I had this problem some years ago and back then I implemented a "different logic" in order to deliver the project but the doubt remains in my mind and hopefully with your help I'll be able to understand it now.
Suppose I have some scheduled events on my database that may or may not spawn over several days:
id event start end
-----------------------------------------------
1 fishing trip 2009-12-15 2009-12-15
2 fishCON 2009-12-18 2009-12-20
3 fishXMAS 2009-12-24 2009-12-25
Now I wish to display the events in a calendar, lets take the month of December:
for ($day = 1; $day <= 31; $day++)
{
if (dayHasEvents('2009-12-' . $day) === true)
{
// display the day number w/ a link
}
else
{
// display the day number
}
}
What query should the dayHasEvents() function do to check if there are (or not) events for the day?
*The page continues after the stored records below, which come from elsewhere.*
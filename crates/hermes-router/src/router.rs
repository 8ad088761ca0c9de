//! Route table combining literal and pattern routes.

use http::Method;

use crate::method_router::MethodRouter;
use crate::node::Node;
use crate::route::{RouteError, RoutePath, RoutePattern};
use crate::{RouteId, RouteMatch};

#[derive(Debug, Clone)]
struct PatternRoute {
    pattern: RoutePattern,
    methods: MethodRouter,
}

/// Route table for one driver.
///
/// Literal routes live in a radix tree; pattern routes are tested in
/// registration order. When both kinds match a request, the route that was
/// registered first wins.
///
/// # Example
///
/// ```rust
/// use hermes_router::{RouteId, RoutePath, Router};
/// use http::Method;
///
/// let mut router = Router::new();
/// router
///     .insert(&RoutePath::literal("/questions/:id"), Some(&Method::GET), RouteId(0))
///     .unwrap();
///
/// let found = router.match_route(&Method::GET, "/questions/1").unwrap();
/// assert_eq!(found.route, RouteId(0));
/// assert_eq!(found.params.get("id"), Some("1"));
/// ```
#[derive(Debug, Clone)]
pub struct Router {
    root: Node,
    patterns: Vec<PatternRoute>,
    route_count: usize,
}

impl Default for Router {
    fn default() -> Self {
        Self::new()
    }
}

impl Router {
    /// Creates an empty router.
    #[must_use]
    pub fn new() -> Self {
        Self {
            root: Node::root(),
            patterns: Vec::new(),
            route_count: 0,
        }
    }

    /// Registers `route` on `path` for `method` (every method when `None`).
    pub fn insert(
        &mut self,
        path: &RoutePath,
        method: Option<&Method>,
        route: RouteId,
    ) -> Result<(), RouteError> {
        let methods = MethodRouter::new().method(method, route);
        match path {
            RoutePath::Literal(literal) => self.root.insert(literal, methods)?,
            RoutePath::Pattern(pattern) => {
                match self.patterns.iter_mut().find(|p| p.pattern == *pattern) {
                    Some(existing) => existing.methods.merge(methods),
                    None => self.patterns.push(PatternRoute {
                        pattern: pattern.clone(),
                        methods,
                    }),
                }
            }
        }
        self.route_count += 1;
        Ok(())
    }

    /// Finds the route answering `method` on `path`.
    #[must_use]
    pub fn match_route(&self, method: &Method, path: &str) -> Option<RouteMatch> {
        let literal = self
            .root
            .match_path(method, path)
            .map(|(route, params)| RouteMatch::new(route, params));

        let pattern = self
            .patterns
            .iter()
            .filter_map(|p| {
                let route = p.methods.route_for(method)?;
                let params = p.pattern.captures(path)?;
                Some(RouteMatch::new(route, params))
            })
            .min_by_key(|m| m.route);

        match (literal, pattern) {
            (Some(a), Some(b)) => Some(if a.route <= b.route { a } else { b }),
            (a, b) => a.or(b),
        }
    }

    /// Lists the methods registered for `path`; empty when nothing matches.
    #[must_use]
    pub fn allowed_methods(&self, path: &str) -> Vec<Method> {
        let mut methods = self
            .root
            .lookup(path)
            .map(MethodRouter::allowed_methods)
            .unwrap_or_default();
        for p in self.patterns.iter().filter(|p| p.pattern.is_match(path)) {
            for method in p.methods.allowed_methods() {
                if !methods.contains(&method) {
                    methods.push(method);
                }
            }
        }
        methods
    }

    /// Returns the number of registrations.
    #[must_use]
    pub fn len(&self) -> usize {
        self.route_count
    }

    /// Returns true if nothing is registered.
    #[must_use]
    pub fn is_empty(&self) -> bool {
        self.route_count == 0
    }
}

#[cfg(test)]
mod tests {
    use super::*;

    fn lit(path: &str) -> RoutePath {
        RoutePath::literal(path)
    }

    #[test]
    fn test_router_new() {
        let router = Router::new();
        assert!(router.is_empty());
    }

    #[test]
    fn test_router_match_literal() {
        let mut router = Router::new();
        router
            .insert(&lit("/questions"), Some(&Method::GET), RouteId(0))
            .unwrap();
        router
            .insert(&lit("/questions/:id"), Some(&Method::GET), RouteId(1))
            .unwrap();

        let m = router.match_route(&Method::GET, "/questions/7").unwrap();
        assert_eq!(m.route, RouteId(1));
        assert_eq!(m.params.get("id"), Some("7"));
        assert_eq!(router.len(), 2);
    }

    #[test]
    fn test_router_match_pattern() {
        let mut router = Router::new();
        let path = RoutePath::pattern(r"^\/photos\/(\d+)$", "").unwrap();
        router.insert(&path, Some(&Method::GET), RouteId(0)).unwrap();

        let m = router.match_route(&Method::GET, "/photos/12").unwrap();
        assert_eq!(m.params.get("0"), Some("12"));
        assert!(router.match_route(&Method::GET, "/photos/abc").is_none());
    }

    #[test]
    fn test_router_first_registered_wins_across_kinds() {
        let mut router = Router::new();
        let any = RoutePath::pattern(r"^\/items\/.*", "").unwrap();
        router.insert(&any, Some(&Method::GET), RouteId(0)).unwrap();
        router
            .insert(&lit("/items/:id"), Some(&Method::GET), RouteId(1))
            .unwrap();

        let m = router.match_route(&Method::GET, "/items/3").unwrap();
        assert_eq!(m.route, RouteId(0));
    }

    #[test]
    fn test_router_static_segment_beats_earlier_param() {
        let mut router = Router::new();
        router
            .insert(&lit("/questions/:id"), Some(&Method::GET), RouteId(0))
            .unwrap();
        router
            .insert(&lit("/questions/new"), Some(&Method::GET), RouteId(1))
            .unwrap();

        assert_eq!(router.match_route(&Method::GET, "/questions/new").unwrap().route, RouteId(1));
        assert_eq!(router.match_route(&Method::GET, "/questions/7").unwrap().route, RouteId(0));
    }

    #[test]
    fn test_router_head_falls_back_to_get() {
        let mut router = Router::new();
        router
            .insert(&lit("/questions/:id"), Some(&Method::GET), RouteId(0))
            .unwrap();

        let m = router.match_route(&Method::HEAD, "/questions/1").unwrap();
        assert_eq!(m.route, RouteId(0));
        assert_eq!(m.params.get("id"), Some("1"));
    }

    #[test]
    fn test_router_all_methods() {
        let mut router = Router::new();
        router.insert(&lit("/ping"), None, RouteId(0)).unwrap();

        assert!(router.match_route(&Method::PATCH, "/ping").is_some());
        assert!(router.match_route(&Method::DELETE, "/ping").is_some());
    }

    #[test]
    fn test_router_method_not_allowed() {
        let mut router = Router::new();
        router
            .insert(&lit("/answers"), Some(&Method::GET), RouteId(0))
            .unwrap();

        assert!(router.match_route(&Method::POST, "/answers").is_none());
        assert_eq!(router.allowed_methods("/answers"), vec![Method::GET, Method::HEAD]);
        assert!(router.allowed_methods("/nothing").is_empty());
    }

    #[test]
    fn test_router_trailing_slash() {
        let mut router = Router::new();
        router
            .insert(&lit("/users"), Some(&Method::GET), RouteId(0))
            .unwrap();
        assert!(router.match_route(&Method::GET, "/users/").is_some());
    }

    #[test]
    fn test_router_root_path() {
        let mut router = Router::new();
        router.insert(&lit("/"), Some(&Method::GET), RouteId(0)).unwrap();
        assert!(router.match_route(&Method::GET, "/").is_some());
    }
}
I'm guessing SELECT .. WHERE .. BETWEEN makes the most sense here but I've no idea how to implement it. Am I in the right direction?
Thanks in advance!
#James:
Lets say we're on December 19th:
SELECT *
FROM events
WHERE start >= '2009-12-19 00:00:00'
AND end <= '2009-12-19 23:59:59'
Should return the event #2, but returns nothing. =\
You should scratch that approach and grab all events for the given month up front so you only need to perform a single query as opposed to N queries where N is the number of days in the month.
You could then store the returned results in a multidimensional array like so:
// assume event results are in an array of objects in $result
$events = array();
foreach ($result as $r) {
// add event month and day as they key index
$key = (int) date('j', strtotime($r->start));
// store entire returned result in array referenced by key
$events[$key][] = $r;
}
Now you'll have a multidimensional array of events for the given month with the key being the day. You can easily check if any events exist on a given day by doing:
$day = 21;
if (!empty($events[$day])) {
// events found, iterate over all events
foreach ($events[$day] as $event) {
// output event result as an example
var_dump($event);
}
}
You're definitely on the right track. Here is how I would go about doing it:
SELECT *
FROM events
WHERE start <= '2009-12-01 00:00:00'
AND end >= '2009-12-01 23:59:59'
And you obviously just replace those date values with the day you're checking on.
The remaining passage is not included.